Al termine della quarta giornata si serie A, il campionato ha un solo padrone, il Napoli di Spalletti, solo soletto sul tetto d’Italia, a  punteggio pieno. Gli azzurri, attraverso una partita superlativa, nel posticipo di ieri, alla Dacia Arena, hanno travolto  l’Udinese che è andata letteralmente in bambola, grazie al netto predominio degli ospiti che hanno realizzato ben quattro reti, una più bella dell’altra senza subirne nessuna. Dominatore assoluto del match il gigante senegalese Koulibaly che ha messo la ciliegina sulla torta, di una prestazione da incorniciare, fornendo un assist al bacio per il compagno di reperto Rrahmani e realizzando il secondo gol consecutivo, dopo quello contro la Juve.

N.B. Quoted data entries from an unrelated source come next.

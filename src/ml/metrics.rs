//! Evaluation metrics for the pair classifier.

use super::dataset::PairDataset;
use super::model::{ModelError, SimilarityModel};

/// Binary confusion counts at a fixed probability threshold.
#[derive(Debug, Clone, Copy, Default, PartialEq, Eq)]
pub struct ConfusionMatrix {
    pub true_positive: u32,
    pub false_positive: u32,
    pub true_negative: u32,
    pub false_negative: u32,
}

impl ConfusionMatrix {
    pub fn add(&mut self, truth: bool, predicted: bool) {
        let slot = match (truth, predicted) {
            (true, true) => &mut self.true_positive,
            (false, true) => &mut self.false_positive,
            (false, false) => &mut self.true_negative,
            (true, false) => &mut self.false_negative,
        };
        *slot = slot.saturating_add(1);
    }

    pub fn total(&self) -> u32 {
        self.true_positive + self.false_positive + self.true_negative + self.false_negative
    }

    /// `TP / (TP + FP)`, zero when nothing was predicted positive.
    pub fn precision(&self) -> f32 {
        ratio(self.true_positive, self.true_positive + self.false_positive)
    }

    /// `TP / (TP + FN)`.
    pub fn recall(&self) -> f32 {
        ratio(self.true_positive, self.true_positive + self.false_negative)
    }

    pub fn f1(&self) -> f32 {
        let (p, r) = (self.precision(), self.recall());
        if p + r <= 0.0 { 0.0 } else { 2.0 * p * r / (p + r) }
    }

    pub fn accuracy(&self) -> f32 {
        ratio(self.true_positive + self.true_negative, self.total())
    }
}

fn ratio(num: u32, denom: u32) -> f32 {
    if denom == 0 { 0.0 } else { num as f32 / denom as f32 }
}

/// Score every pair in `dataset` and count outcomes at `threshold`.
pub fn evaluate(model: &SimilarityModel, dataset: &PairDataset, threshold: f32) -> Result<ConfusionMatrix, ModelError> {
    let mut matrix = ConfusionMatrix::default();
    for idx in 0..dataset.len() {
        let Some(sample) = dataset.get(idx) else {
            continue;
        };
        let probability = model.probability(sample.anchor, sample.candidate)?;
        matrix.add(sample.label.as_f32() > 0.5, probability >= threshold);
    }
    Ok(matrix)
}

#[cfg(test)]
mod tests {
    use super::*;
    use crate::embedding::Embedding;
    use ndarray::Array2;

    #[test]
    fn precision_recall_from_counts() {
        let mut cm = ConfusionMatrix::default();
        for _ in 0..3 {
            cm.add(true, true);
        }
        cm.add(false, true);
        cm.add(true, false);
        cm.add(false, false);
        assert_eq!(cm.total(), 6);
        assert!((cm.precision() - 0.75).abs() < 1e-6);
        assert!((cm.recall() - 0.75).abs() < 1e-6);
        assert!((cm.f1() - 0.75).abs() < 1e-6);
        assert!((cm.accuracy() - 4.0 / 6.0).abs() < 1e-6);
    }

    #[test]
    fn empty_matrix_reports_zeroes() {
        let cm = ConfusionMatrix::default();
        assert_eq!(cm.precision(), 0.0);
        assert_eq!(cm.f1(), 0.0);
    }

    #[test]
    fn evaluate_counts_every_pair() {
        let anchor = Embedding::new(vec![1.0, 0.0]);
        let dataset = PairDataset::new(anchor, Array2::ones((3, 2)), Array2::zeros((2, 2))).unwrap();
        let model = SimilarityModel::new(2, 4, 0);
        let cm = evaluate(&model, &dataset, 0.5).unwrap();
        assert_eq!(cm.total(), 5);
        assert_eq!(cm.true_positive + cm.false_negative, 3);
    }
}
//! `Box.txt`: the anchor snapshot's region of interest.
//!
//! The file holds a single line `x1,y1,x2,y2`. When no region was found the
//! line is `None,None,None,None`; any `None` coordinate reads back as
//! absent.

use std::path::Path;

use super::PartError;
use crate::vision::BoundingBox;

const ABSENT: &str = "None";

pub fn format_box(bbox: Option<BoundingBox>) -> String {
    match bbox {
        Some(b) => format!("{},{},{},{}", b.x1, b.y1, b.x2, b.y2),
        None => [ABSENT; 4].join(","),
    }
}

/// Parse a box record, returning `None` on malformed input and
/// `Some(None)` for an explicitly absent box.
pub fn parse_box(text: &str) -> Option<Option<BoundingBox>> {
    let fields: Vec<&str> = text.trim().split(',').map(str::trim).collect();
    if fields.len() != 4 {
        return None;
    }
    let mut coords = [0i32; 4];
    let mut absent = false;
    for (slot, field) in coords.iter_mut().zip(&fields) {
        if *field == ABSENT {
            absent = true;
            continue;
        }
        *slot = parse_coord(field)?;
    }
    if absent {
        return Some(None);
    }
    let [x1, y1, x2, y2] = coords;
    Some(Some(BoundingBox::new(x1, y1, x2, y2)))
}

fn parse_coord(field: &str) -> Option<i32> {
    if let Ok(value) = field.parse::<i32>() {
        return Some(value);
    }
    let value = field.parse::<f64>().ok()?;
    (value.is_finite() && value.abs() < f64::from(i32::MAX)).then(|| value.round() as i32)
}

pub fn write_box(path: &Path, bbox: Option<BoundingBox>) -> Result<(), PartError> {
    std::fs::write(path, format_box(bbox)).map_err(|source| PartError::Io {
        path: path.to_path_buf(),
        source,
    })
}

pub fn read_box(path: &Path) -> Result<Option<BoundingBox>, PartError> {
    let text = std::fs::read_to_string(path).map_err(|source| PartError::Io {
        path: path.to_path_buf(),
        source,
    })?;
    parse_box(&text).ok_or_else(|| PartError::MalformedBox {
        path: path.to_path_buf(),
        content: text.trim().to_string(),
    })
}

#[cfg(test)]
mod tests {
    use super::*;
    use tempfile::tempdir;

    #[test]
    fn box_round_trips_through_file() {
        let dir = tempdir().unwrap();
        let path = dir.path().join("Box.txt");
        let bbox = BoundingBox::new(12, 34, 156, 178);
        write_box(&path, Some(bbox)).unwrap();
        assert_eq!(std::fs::read_to_string(&path).unwrap(), "12,34,156,178");
        assert_eq!(read_box(&path).unwrap(), Some(bbox));
    }

    #[test]
    fn absent_box_round_trips() {
        let dir = tempdir().unwrap();
        let path = dir.path().join("Box.txt");
        write_box(&path, None).unwrap();
        assert_eq!(std::fs::read_to_string(&path).unwrap(), "None,None,None,None");
        assert_eq!(read_box(&path).unwrap(), None);
    }

    #[test]
    fn any_none_coordinate_means_absent() {
        assert_eq!(parse_box("1,None,3,4"), Some(None));
    }

    #[test]
    fn tolerates_whitespace_and_float_coordinates() {
        assert_eq!(
            parse_box(" 1, 2 ,3.0,4\n"),
            Some(Some(BoundingBox::new(1, 2, 3, 4)))
        );
    }

    #[test]
    fn malformed_records_are_rejected() {
        assert_eq!(parse_box("1,2,3"), None);
        assert_eq!(parse_box("a,b,c,d"), None);
        let dir = tempdir().unwrap();
        let path = dir.path().join("Box.txt");
        std::fs::write(&path, "garbage").unwrap();
        assert!(matches!(read_box(&path), Err(PartError::MalformedBox { .. })));
    }
}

Molto bene anche Mario Rui, Fabian Ruiz, Anguissa, Politano, Osimhen, Insigne e Rrahmani.  Per la cronaca,  il Napoli torna solitario in vetta alla graduatoria dopo tre anni e mezzo, nel famoso torneo di 91 punti con Sarri. Ovviamente, siamo solo agli inizi della stagione ed esprimere giudizi troppo affrettati sarebbe sbagliato, tuttavia mi sento di affermare che questa squadra, al netto degli infortuni, potrà giocarsi lo scudetto alla pari con le milanesi, che seguono a due punti di distacco. Tutti gli addetti ai lavori e la carta stampata, stamattina, elogiano il team partenopeo, candidandolo, a pieno titolo, per lo scudetto. Ma ripeto, oggi è impossibile pronunciarsi in tal senso, come ha affermato, nella conferenza stamp post partita, Luciano Spalletti, il quale ha sottolineato che solo in caso di continuità si può pensare in grande. Intanto oggi si ricomincia con tre anticipi della quinta giornata, che si concluderà giovedì, giorno in cui sarà di scena, a Marassi, sponda blucerchiata, l’undici delle meraviglie. I tifosi azzurri, adesso, sognano, il che è lecito e non costa nulla. Stamane in città si è instaurata una sorta di Napolandia con i sostenitori partenopei ia intonare canti e balli, suscitando le solite polemiche di quelli del Nord ma, non ce ne pò frega de meno come dicono nella capitale. Il Napoli incute timore e gelosia per cui non vi è nulla di trascendentale. Del resto non si vincono quattro gare di seguito solamente per caso o per fortuna, pertanto l’auspicio del popolo napoletano  è che si prosegui sulla stessa falsariga di questi primi turni.